» Instructions for the task: Find the string "target" in the records. Copy each line that has it.

[Dataset entries]

****************

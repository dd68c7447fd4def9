//! Shared utility functions used across the crate.

use std::time::Duration;

/// Parse a duration string (e.g., "30s", "500ms", "3m", "8m30s", "1h") into std::time::Duration.
///
/// Supported formats:
/// - `Nms` - milliseconds (e.g., "500ms")
/// - `Ns` - seconds, fractional allowed (e.g., "30s", "1.5s")
/// - `Nm` - minutes (e.g., "5m")
/// - `Nh` - hours (e.g., "1h")
/// - Any concatenation of the above (e.g., "1h2m", "8m30s")
/// - Plain number - treated as milliseconds (e.g., "1000")
///
/// Returns `None` if the string cannot be parsed or does not fit in a `Duration`.
pub fn parse_duration_str(s: &str) -> Option<Duration> {
    let s = s.trim();
    if s.is_empty() {
        return None;
    }
    if let Ok(ms) = s.parse::<u64>() {
        return Some(Duration::from_millis(ms));
    }

    let mut total = Duration::ZERO;
    let mut rest = s;
    while !rest.is_empty() {
        let num_len = rest
            .find(|c: char| !(c.is_ascii_digit() || c == '.'))
            .unwrap_or(rest.len());
        if num_len == 0 {
            return None;
        }
        let value: f64 = rest[..num_len].parse().ok()?;
        rest = &rest[num_len..];

        let (secs, unit_len) = if rest.starts_with("ms") {
            (value / 1000.0, 2)
        } else if rest.starts_with('s') {
            (value, 1)
        } else if rest.starts_with('m') {
            (value * 60.0, 1)
        } else if rest.starts_with('h') {
            (value * 3600.0, 1)
        } else {
            return None;
        };
        rest = &rest[unit_len..];
        total = total.checked_add(Duration::try_from_secs_f64(secs).ok()?)?;
    }
    Some(total)
}

/// Render a duration the way stage durations are written in configs ("8m30s", "250ms").
pub fn format_duration(d: Duration) -> String {
    let total_ms = d.as_millis();
    if total_ms == 0 {
        return "0s".to_string();
    }
    if total_ms < 1000 {
        return format!("{}ms", total_ms);
    }
    let mut secs = d.as_secs();
    let mut out = String::new();
    if secs >= 3600 {
        out.push_str(&format!("{}h", secs / 3600));
        secs %= 3600;
    }
    if secs >= 60 {
        out.push_str(&format!("{}m", secs / 60));
        secs %= 60;
    }
    let ms = d.subsec_millis();
    if ms > 0 {
        out.push_str(&format!("{}.{:03}s", secs, ms));
    } else if secs > 0 || out.is_empty() {
        out.push_str(&format!("{}s", secs));
    }
    out
}

#[cfg(test)]
mod tests {
    use super::*;

    #[test]
    fn test_parse_milliseconds() {
        assert_eq!(
            parse_duration_str("500ms"),
            Some(Duration::from_millis(500))
        );
        assert_eq!(
            parse_duration_str("1000ms"),
            Some(Duration::from_millis(1000))
        );
    }

    #[test]
    fn test_parse_seconds() {
        assert_eq!(parse_duration_str("30s"), Some(Duration::from_secs(30)));
        assert_eq!(parse_duration_str("1s"), Some(Duration::from_secs(1)));
    }

    #[test]
    fn test_parse_minutes_and_hours() {
        assert_eq!(parse_duration_str("5m"), Some(Duration::from_secs(300)));
        assert_eq!(parse_duration_str("1h"), Some(Duration::from_secs(3600)));
    }

    #[test]
    fn test_parse_compound() {
        assert_eq!(parse_duration_str("8m30s"), Some(Duration::from_secs(510)));
        assert_eq!(parse_duration_str("1h2m3s"), Some(Duration::from_secs(3723)));
        assert_eq!(
            parse_duration_str("1s500ms"),
            Some(Duration::from_millis(1500))
        );
    }

    #[test]
    fn test_parse_plain_number() {
        assert_eq!(
            parse_duration_str("1000"),
            Some(Duration::from_millis(1000))
        );
    }

    #[test]
    fn test_parse_fractional() {
        assert_eq!(
            parse_duration_str("1.5s"),
            Some(Duration::from_millis(1500))
        );
        assert_eq!(parse_duration_str("0.5m"), Some(Duration::from_secs(30)));
    }

    #[test]
    fn test_parse_with_whitespace() {
        assert_eq!(parse_duration_str(" 30s "), Some(Duration::from_secs(30)));
    }

    #[test]
    fn test_parse_invalid() {
        assert_eq!(parse_duration_str("invalid"), None);
        assert_eq!(parse_duration_str("abc123"), None);
        assert_eq!(parse_duration_str("10x"), None);
        assert_eq!(parse_duration_str("-5s"), None);
        assert_eq!(parse_duration_str(""), None);
    }

    #[test]
    fn test_parse_out_of_range_is_none() {
        assert_eq!(parse_duration_str("99999999999999999999h"), None);
        assert_eq!(parse_duration_str("5124095576030431h5124095576030431h"), None);
        assert_eq!(parse_duration_str("1e400s"), None);
    }

    #[test]
    fn test_format_duration() {
        assert_eq!(format_duration(Duration::from_secs(510)), "8m30s");
        assert_eq!(format_duration(Duration::from_millis(250)), "250ms");
        assert_eq!(format_duration(Duration::from_secs(180)), "3m");
        assert_eq!(format_duration(Duration::ZERO), "0s");
        assert_eq!(format_duration(Duration::from_millis(1500)), "1.500s");
    }
}
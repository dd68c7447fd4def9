//! Pass/fail rules over aggregated metrics, evaluated on a fixed cadence while
//! the run is in progress and once more after it drains.

use parking_lot::Mutex;
use serde::Serialize;
use std::sync::Arc;
use std::thread::{self, JoinHandle};
use std::time::Duration;
use tracing::{debug, warn};

use crate::engine::state::RunState;
use crate::error::ConfigError;
use crate::stats::{builtin, MetricKind, MetricSink, Selector};

pub mod expr;

pub use expr::{Comparator, Statistic, ThresholdExpr};

/// One threshold, parsed once at startup.
#[derive(Debug, Clone)]
pub struct ThresholdSpec {
    pub selector: Selector,
    /// Selector as written in the configuration, used in reports.
    pub metric: String,
    pub expr: ThresholdExpr,
    pub source: String,
    pub fatal: bool,
    /// Fatal thresholds may not abort before this much run time.
    pub delay_abort_eval: Duration,
}

impl ThresholdSpec {
    pub fn parse(metric: &str, expression: &str) -> Result<Self, ConfigError> {
        let selector = Selector::parse(metric)?;
        let expr: ThresholdExpr =
            expression
                .parse()
                .map_err(|reason| ConfigError::InvalidExpression {
                    selector: metric.to_string(),
                    expr: expression.to_string(),
                    reason,
                })?;
        let spec = Self {
            selector,
            metric: metric.trim().to_string(),
            expr,
            source: expression.trim().to_string(),
            fatal: false,
            delay_abort_eval: Duration::ZERO,
        };
        if let Some(kind) = builtin::kind_of(&spec.selector.name) {
            spec.ensure_applicable(kind)?;
        }
        Ok(spec)
    }

    pub fn fatal(mut self, fatal: bool) -> Self {
        self.fatal = fatal;
        self
    }

    pub fn delay_abort_eval(mut self, delay: Duration) -> Self {
        self.delay_abort_eval = delay;
        self
    }

    fn ensure_applicable(&self, kind: MetricKind) -> Result<(), ConfigError> {
        if self.expr.stat.applies_to(kind) {
            Ok(())
        } else {
            Err(ConfigError::StatisticNotApplicable {
                selector: self.metric.clone(),
                expr: self.source.clone(),
                stat: self.expr.stat.to_string(),
                kind: kind.to_string(),
            })
        }
    }
}

#[derive(Debug, Clone, Copy, PartialEq, Eq, Serialize)]
#[serde(rename_all = "snake_case")]
pub enum Verdict {
    /// No sample matched the selector yet. Never aborts, never fails the run.
    Undetermined,
    Passed,
    Failed,
}

#[derive(Debug, Clone, Serialize)]
pub struct ThresholdResult {
    pub metric: String,
    pub expression: String,
    pub fatal: bool,
    pub verdict: Verdict,
    #[serde(skip_serializing_if = "Option::is_none")]
    pub observed: Option<f64>,
    #[serde(skip_serializing_if = "Option::is_none")]
    pub detail: Option<String>,
    /// Set on the threshold whose failure aborted the run.
    pub aborted_run: bool,
}

impl ThresholdResult {
    fn pending(spec: &ThresholdSpec) -> Self {
        Self {
            metric: spec.metric.clone(),
            expression: spec.source.clone(),
            fatal: spec.fatal,
            verdict: Verdict::Undetermined,
            observed: None,
            detail: None,
            aborted_run: false,
        }
    }

    pub fn failed(&self) -> bool {
        self.verdict == Verdict::Failed
    }
}

pub struct ThresholdEvaluator {
    specs: Vec<ThresholdSpec>,
    results: Mutex<Vec<ThresholdResult>>,
}

impl ThresholdEvaluator {
    pub fn new(specs: Vec<ThresholdSpec>) -> Self {
        let results = specs.iter().map(ThresholdResult::pending).collect();
        Self {
            specs,
            results: Mutex::new(results),
        }
    }

    pub fn specs(&self) -> &[ThresholdSpec] {
        &self.specs
    }

    /// Evaluate every threshold against the sink and remember the outcome.
    pub fn evaluate(&self, sink: &MetricSink, elapsed: Duration) -> Vec<ThresholdResult> {
        let elapsed_secs = elapsed.as_secs_f64();
        let mut results = self.results.lock();
        for (spec, result) in self.specs.iter().zip(results.iter_mut()) {
            let Some(snapshot) = sink.snapshot(&spec.selector) else {
                result.verdict = Verdict::Undetermined;
                result.observed = None;
                result.detail = None;
                continue;
            };

            let kind = snapshot.stats.kind();
            if !spec.expr.stat.applies_to(kind) {
                result.verdict = Verdict::Failed;
                result.observed = None;
                result.detail = Some(format!(
                    "statistic '{}' is not defined for {} metrics",
                    spec.expr.stat, kind
                ));
                continue;
            }

            match spec.expr.evaluate(&snapshot.stats, elapsed_secs) {
                Some((passed, observed)) => {
                    result.verdict = if passed {
                        Verdict::Passed
                    } else {
                        Verdict::Failed
                    };
                    result.observed = Some(observed);
                    result.detail = None;
                }
                None => {
                    result.verdict = Verdict::Undetermined;
                    result.observed = None;
                    result.detail = None;
                }
            }
        }
        results.clone()
    }

    /// One evaluator tick. Aborts the run when a fatal threshold fails past its
    /// `delay_abort_eval`; returns `true` if this tick did so.
    pub fn tick(&self, sink: &MetricSink, state: &RunState) -> bool {
        let elapsed = state.elapsed();
        let results = self.evaluate(sink, elapsed);
        for (idx, (spec, result)) in self.specs.iter().zip(results.iter()).enumerate() {
            if !spec.fatal || !result.failed() || elapsed < spec.delay_abort_eval {
                continue;
            }
            let reason = match (result.observed, &result.detail) {
                (Some(observed), _) => format!(
                    "threshold '{}' on '{}' crossed (observed {:.4})",
                    spec.source, spec.metric, observed
                ),
                (None, Some(detail)) => format!(
                    "threshold '{}' on '{}' failed: {}",
                    spec.source, spec.metric, detail
                ),
                (None, None) => format!("threshold '{}' on '{}' failed", spec.source, spec.metric),
            };
            if state.abort(reason.clone()) {
                warn!(
                    threshold = %spec.source,
                    metric = %spec.metric,
                    reason = %reason,
                    "Aborting run"
                );
                if let Some(stored) = self.results.lock().get_mut(idx) {
                    stored.aborted_run = true;
                }
                return true;
            }
            // Someone else already aborted; later ticks cannot change that.
            return false;
        }
        false
    }

    /// Latest outcome of every threshold, in declaration order.
    pub fn results(&self) -> Vec<ThresholdResult> {
        self.results.lock().clone()
    }

    /// Tick every `interval` on a background thread until the run starts
    /// stopping. The final evaluation is the controller's job.
    pub fn spawn(
        self: &Arc<Self>,
        sink: Arc<MetricSink>,
        state: Arc<RunState>,
        interval: Duration,
    ) -> std::io::Result<JoinHandle<()>> {
        let evaluator = Arc::clone(self);
        let interval = interval.max(Duration::from_millis(10));
        thread::Builder::new()
            .name("thresholds".to_string())
            .spawn(move || {
                let slice = interval.min(Duration::from_millis(50));
                'ticks: loop {
                    let mut waited = Duration::ZERO;
                    while waited < interval {
                        if state.should_stop() || state.is_finished() {
                            break 'ticks;
                        }
                        thread::sleep(slice);
                        waited += slice;
                    }
                    if evaluator.tick(&sink, &state) {
                        break;
                    }
                }
                debug!("Threshold evaluator stopped");
            })
    }
}

#[cfg(test)]
mod tests {
    use super::*;
    use crate::stats::{MetricSample, Tags};

    fn record(sink: &MetricSink, name: &str, kind: MetricKind, value: f64, tags: Tags) {
        sink.record(MetricSample::new(name, kind, value, tags)).unwrap();
    }

    #[test]
    fn test_parse_rejects_bad_expression() {
        let err = ThresholdSpec::parse("http_req_failed", "rate <> 0.01").unwrap_err();
        assert!(matches!(err, ConfigError::InvalidExpression { .. }));
        let err = ThresholdSpec::parse("http_req_failed{group", "rate<0.01").unwrap_err();
        assert!(matches!(err, ConfigError::InvalidSelector(..)));
    }

    #[test]
    fn test_parse_checks_builtin_applicability() {
        let err = ThresholdSpec::parse("http_req_failed", "avg<200").unwrap_err();
        assert!(matches!(err, ConfigError::StatisticNotApplicable { .. }));
        assert!(ThresholdSpec::parse("group_duration{group:::Metadata}", "avg<200").is_ok());
        // Custom metrics are checked when they have data.
        assert!(ThresholdSpec::parse("check_failure_rate", "avg<200").is_ok());
    }

    #[test]
    fn test_zero_samples_is_undetermined() {
        let sink = MetricSink::new();
        let state = RunState::new();
        let spec = ThresholdSpec::parse("check_failure_rate", "rate<=0.05")
            .unwrap()
            .fatal(true);
        let evaluator = ThresholdEvaluator::new(vec![spec]);
        assert!(!evaluator.tick(&sink, &state));
        let results = evaluator.results();
        assert_eq!(results[0].verdict, Verdict::Undetermined);
        assert!(!state.is_aborted());
    }

    #[test]
    fn test_fatal_failure_aborts_once() {
        let sink = MetricSink::new();
        let state = RunState::new();
        for _ in 0..10 {
            record(&sink, "check_failure_rate", MetricKind::Rate, 1.0, Tags::new());
        }
        let specs = vec![
            ThresholdSpec::parse("check_failure_rate", "rate<0.01").unwrap(),
            ThresholdSpec::parse("check_failure_rate", "rate<=0.05")
                .unwrap()
                .fatal(true),
        ];
        let evaluator = ThresholdEvaluator::new(specs);
        assert!(evaluator.tick(&sink, &state));
        assert!(!evaluator.tick(&sink, &state));

        let reason = state.abort_reason().unwrap();
        assert!(reason.contains("rate<=0.05"));
        assert!(reason.contains("check_failure_rate"));

        let results = evaluator.results();
        assert_eq!(results[0].verdict, Verdict::Failed);
        assert!(!results[0].aborted_run);
        assert_eq!(results[1].verdict, Verdict::Failed);
        assert!(results[1].aborted_run);
        assert_eq!(results[1].observed, Some(1.0));
    }

    #[test]
    fn test_non_fatal_failure_does_not_abort() {
        let sink = MetricSink::new();
        let state = RunState::new();
        record(&sink, "http_req_failed", MetricKind::Rate, 1.0, Tags::new());
        let spec = ThresholdSpec::parse("http_req_failed", "rate<0.01").unwrap();
        let evaluator = ThresholdEvaluator::new(vec![spec]);
        assert!(!evaluator.tick(&sink, &state));
        assert!(!state.is_aborted());
        assert!(evaluator.results()[0].failed());
    }

    #[test]
    fn test_delay_abort_eval_holds_back_abort() {
        let sink = MetricSink::new();
        let state = RunState::new();
        record(&sink, "errors", MetricKind::Rate, 1.0, Tags::new());
        let spec = ThresholdSpec::parse("errors", "rate<0.5")
            .unwrap()
            .fatal(true)
            .delay_abort_eval(Duration::from_secs(3600));
        let evaluator = ThresholdEvaluator::new(vec![spec]);
        assert!(!evaluator.tick(&sink, &state));
        assert!(!state.is_aborted());
        assert!(evaluator.results()[0].failed());
    }

    #[test]
    fn test_group_selector_filters_series() {
        let sink = MetricSink::new();
        let mut metadata = Tags::new();
        metadata.insert("group".to_string(), "::Metadata".to_string());
        let mut content = Tags::new();
        content.insert("group".to_string(), "::Content".to_string());
        record(&sink, "group_duration", MetricKind::Trend, 50.0, metadata);
        record(&sink, "group_duration", MetricKind::Trend, 900.0, content);

        let evaluator = ThresholdEvaluator::new(vec![
            ThresholdSpec::parse("group_duration{group:::Metadata}", "avg<200").unwrap(),
            ThresholdSpec::parse("group_duration", "avg<200").unwrap(),
        ]);
        let results = evaluator.evaluate(&sink, Duration::from_secs(1));
        assert_eq!(results[0].verdict, Verdict::Passed);
        assert_eq!(results[0].observed, Some(50.0));
        assert_eq!(results[1].verdict, Verdict::Failed);
        assert_eq!(results[1].observed, Some(475.0));
    }

    #[test]
    fn test_inapplicable_statistic_on_custom_metric_fails() {
        let sink = MetricSink::new();
        record(&sink, "queue_depth", MetricKind::Gauge, 4.0, Tags::new());
        let evaluator =
            ThresholdEvaluator::new(vec![ThresholdSpec::parse("queue_depth", "p(95)<10").unwrap()]);
        let results = evaluator.evaluate(&sink, Duration::from_secs(1));
        assert_eq!(results[0].verdict, Verdict::Failed);
        assert!(results[0].detail.as_deref().unwrap().contains("gauge"));
    }

    #[test]
    fn test_counter_rate_is_per_second() {
        let sink = MetricSink::new();
        for _ in 0..20 {
            record(&sink, "http_reqs", MetricKind::Counter, 1.0, Tags::new());
        }
        let evaluator = ThresholdEvaluator::new(vec![
            ThresholdSpec::parse("http_reqs", "rate>5").unwrap(),
            ThresholdSpec::parse("http_reqs", "count==20").unwrap(),
        ]);
        let results = evaluator.evaluate(&sink, Duration::from_secs(2));
        assert_eq!(results[0].observed, Some(10.0));
        assert_eq!(results[0].verdict, Verdict::Passed);
        assert_eq!(results[1].verdict, Verdict::Passed);
    }
}
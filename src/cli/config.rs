use schemars::JsonSchema;
use serde::{Deserialize, Serialize};
use std::collections::BTreeMap;
use std::path::Path;
use std::time::Duration;

use super::plan::Plan;
use crate::engine::{EngineOptions, Stage, VuOptions};
use crate::error::ConfigError;
use crate::threshold::ThresholdSpec;
use crate::utils::parse_duration_str;

#[derive(Debug, Serialize, Deserialize, Clone, JsonSchema)]
pub struct StageConfig {
    /// Ramp length, e.g. "3m", "8m30s"
    pub duration: String,
    /// VU count reached at the end of the stage
    pub target: usize,
}

/// One threshold: a bare expression, or an expression with abort settings.
#[derive(Debug, Serialize, Deserialize, Clone, JsonSchema)]
#[serde(untagged)]
pub enum ThresholdEntry {
    Expr(String),
    Detailed {
        threshold: String,
        /// Abort the whole run as soon as this threshold fails
        #[serde(default, alias = "abortOnFail")]
        abort_on_fail: bool,
        /// Earliest run time at which a failure may abort, e.g. "10s"
        #[serde(default, alias = "delayAbortEval")]
        delay_abort_eval: Option<String>,
    },
}

#[derive(Debug, Serialize, Deserialize, Clone, Default, JsonSchema)]
pub struct Config {
    /// Ramping schedule (k6: stages)
    #[serde(alias = "schedule")]
    pub stages: Option<Vec<StageConfig>>,
    /// Pass/fail criteria keyed by metric selector, e.g. `http_req_duration{group:::Metadata}`
    #[serde(alias = "criteria")]
    pub thresholds: Option<BTreeMap<String, Vec<ThresholdEntry>>>,
    /// Stop the run after this long even if stages remain
    pub timeout: Option<String>,
    /// How long in-flight iterations get to finish at shutdown (default: 30s)
    #[serde(alias = "gracefulStop", alias = "stop")]
    pub graceful_stop: Option<String>,
    /// VU coroutine stack size in bytes (default: 256KB)
    #[serde(alias = "stackSize")]
    pub stack_size: Option<usize>,
    /// Disable per-endpoint (per-URL) tagging of HTTP metrics.
    /// Endpoint tracking is ON by default.
    #[serde(alias = "noEndpointTracking")]
    pub no_endpoint_tracking: Option<bool>,
    /// Per-request timeout (default: 60s)
    #[serde(alias = "requestTimeout")]
    pub request_timeout: Option<String>,
    /// Stage scheduler and controller tick (default: 100ms)
    #[serde(alias = "tickInterval")]
    pub tick_interval: Option<String>,
    /// Threshold evaluation period (default: 1s)
    #[serde(alias = "thresholdInterval")]
    pub threshold_interval: Option<String>,
    /// Declarative HTTP scenario run by `volley run`
    pub plan: Option<Plan>,
}

fn duration_field(value: &str, context: &str) -> Result<Duration, ConfigError> {
    parse_duration_str(value).ok_or_else(|| ConfigError::InvalidDuration {
        value: value.to_string(),
        context: context.to_string(),
    })
}

impl Config {
    /// Read a YAML (`.yaml`/`.yml`) or JSON (`.json`) file. Unknown
    /// extensions are tried as YAML, which also accepts JSON.
    pub fn load(path: &Path) -> Result<Self, ConfigError> {
        let display = path.display().to_string();
        let content = std::fs::read_to_string(path).map_err(|source| ConfigError::Io {
            path: display.clone(),
            source,
        })?;
        let ext = path.extension().and_then(|e| e.to_str()).unwrap_or("");
        let parsed: Result<Config, String> = if ext.eq_ignore_ascii_case("json") {
            serde_json::from_str(&content).map_err(|e| e.to_string())
        } else {
            serde_yaml::from_str(&content).map_err(|e| e.to_string())
        };
        parsed.map_err(|reason| ConfigError::Parse {
            path: display,
            reason,
        })
    }

    pub fn stages(&self) -> Result<Vec<Stage>, ConfigError> {
        let steps = self.stages.as_deref().unwrap_or_default();
        if steps.is_empty() {
            return Err(ConfigError::EmptyStages);
        }
        steps
            .iter()
            .enumerate()
            .map(|(idx, step)| {
                let duration = duration_field(&step.duration, &format!("stage {}", idx + 1))?;
                Ok(Stage::new(step.target, duration))
            })
            .collect()
    }

    pub fn threshold_specs(&self) -> Result<Vec<ThresholdSpec>, ConfigError> {
        let mut specs = Vec::new();
        let Some(thresholds) = &self.thresholds else {
            return Ok(specs);
        };
        for (metric, entries) in thresholds {
            for entry in entries {
                let spec = match entry {
                    ThresholdEntry::Expr(expr) => ThresholdSpec::parse(metric, expr)?,
                    ThresholdEntry::Detailed {
                        threshold,
                        abort_on_fail,
                        delay_abort_eval,
                    } => {
                        let mut spec =
                            ThresholdSpec::parse(metric, threshold)?.fatal(*abort_on_fail);
                        if let Some(delay) = delay_abort_eval {
                            let context = format!("delayAbortEval of '{}'", metric);
                            spec = spec.delay_abort_eval(duration_field(delay, &context)?);
                        }
                        spec
                    }
                };
                specs.push(spec);
            }
        }
        Ok(specs)
    }

    /// Everything the engine needs, validated. The plan is not included.
    pub fn engine_options(&self) -> Result<EngineOptions, ConfigError> {
        let mut options = EngineOptions::new(self.stages()?);
        options.thresholds = self.threshold_specs()?;
        if let Some(t) = &self.timeout {
            options.timeout = Some(duration_field(t, "timeout")?);
        }
        if let Some(g) = &self.graceful_stop {
            options.graceful_stop = duration_field(g, "gracefulStop")?;
        }
        if let Some(size) = self.stack_size {
            options.stack_size = size;
        }
        if let Some(t) = &self.tick_interval {
            options.tick_interval = duration_field(t, "tickInterval")?;
        }
        if let Some(t) = &self.threshold_interval {
            options.threshold_interval = duration_field(t, "thresholdInterval")?;
        }
        let mut vu = VuOptions::default();
        if let Some(no_tracking) = self.no_endpoint_tracking {
            vu.endpoint_tracking = !no_tracking;
        }
        if let Some(t) = &self.request_timeout {
            vu.request_timeout = Some(duration_field(t, "requestTimeout")?);
        }
        options.vu = vu;
        Ok(options)
    }

    /// The plan, validated. Required by `volley run`.
    pub fn plan(&self) -> Result<&Plan, ConfigError> {
        let plan = self
            .plan
            .as_ref()
            .ok_or_else(|| {
                ConfigError::InvalidPlan("no 'plan' section in configuration".to_string())
            })?;
        plan.validate()?;
        Ok(plan)
    }
}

****************

» Task response:
    pub target: usize,
                Ok(Stage::new(step.target, duration))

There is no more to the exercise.